From the first line to the last, output the entries exactly.
EXERCISE INPUT section start
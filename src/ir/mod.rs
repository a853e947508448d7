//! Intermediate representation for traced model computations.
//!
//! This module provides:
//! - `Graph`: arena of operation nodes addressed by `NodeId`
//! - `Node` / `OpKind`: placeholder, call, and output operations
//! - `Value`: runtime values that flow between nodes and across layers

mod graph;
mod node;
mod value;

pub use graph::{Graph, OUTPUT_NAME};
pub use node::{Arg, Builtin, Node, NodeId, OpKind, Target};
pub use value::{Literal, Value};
EXERCISE INPUT section end
SOLUTION FOR THIS EXERCISE —
filename src/ir/mod.rs
repository a853e947508448d7
//! Intermediate representation for traced model computations.
//!
//! This module provides:
//! - `Graph`: arena of operation nodes addressed by `NodeId`
//! - `Node` / `OpKind`: placeholder, call, and output operations
//! - `Value`: runtime values that flow between nodes and across layers

mod graph;
mod node;
mod value;

pub use graph::{Graph, OUTPUT_NAME};
pub use node::{Arg, Builtin, Node, NodeId, OpKind, Target};
pub use value::{Literal, Value};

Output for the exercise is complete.